Aim of the task: Keep only the lines of the listing that include the word "CoreError", and copy them.

Data for the task:
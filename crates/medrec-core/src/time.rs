//! Calendar-day helpers for clinical timestamps.
//!
//! Day boundaries are always computed in an explicit [`UtcOffset`], the
//! system's configured time zone, never in the offset the timestamp happens
//! to carry.

use crate::error::{CoreError, CoreResult};
use time::format_description::BorrowedFormatItem;
use time::macros::{format_description, time};
use time::{OffsetDateTime, Time, UtcOffset};

/// Last representable millisecond of a calendar day.
pub const LAST_MOMENT_OF_DAY: Time = time!(23:59:59.999);

const OFFSET_FORMAT: &[BorrowedFormatItem<'static>] =
    format_description!("[offset_hour sign:mandatory]:[offset_minute]");

/// Returns the last millisecond of the calendar day containing `datetime`,
/// evaluated in `offset`.
pub fn last_moment_of_day(datetime: OffsetDateTime, offset: UtcOffset) -> OffsetDateTime {
    datetime.to_offset(offset).replace_time(LAST_MOMENT_OF_DAY)
}

/// Returns midnight at the start of the calendar day containing `datetime`,
/// evaluated in `offset`.
pub fn start_of_day(datetime: OffsetDateTime, offset: UtcOffset) -> OffsetDateTime {
    datetime.to_offset(offset).replace_time(Time::MIDNIGHT)
}

/// Parse a UTC offset written as `+HH:MM` / `-HH:MM`. `Z` and `UTC` are
/// accepted as aliases for `+00:00`.
pub fn parse_utc_offset(value: &str) -> CoreResult<UtcOffset> {
    let trimmed = value.trim();
    if trimmed.eq_ignore_ascii_case("z") || trimmed.eq_ignore_ascii_case("utc") {
        return Ok(UtcOffset::UTC);
    }
    UtcOffset::parse(trimmed, OFFSET_FORMAT)
        .map_err(|e| CoreError::invalid_time_zone(format!("'{trimmed}': {e}")))
}

pub fn now_utc() -> OffsetDateTime {
    OffsetDateTime::now_utc()
}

Your response:
use crate::error::{CoreError, CoreResult};
        .map_err(|e| CoreError::invalid_time_zone(format!("'{trimmed}': {e}")))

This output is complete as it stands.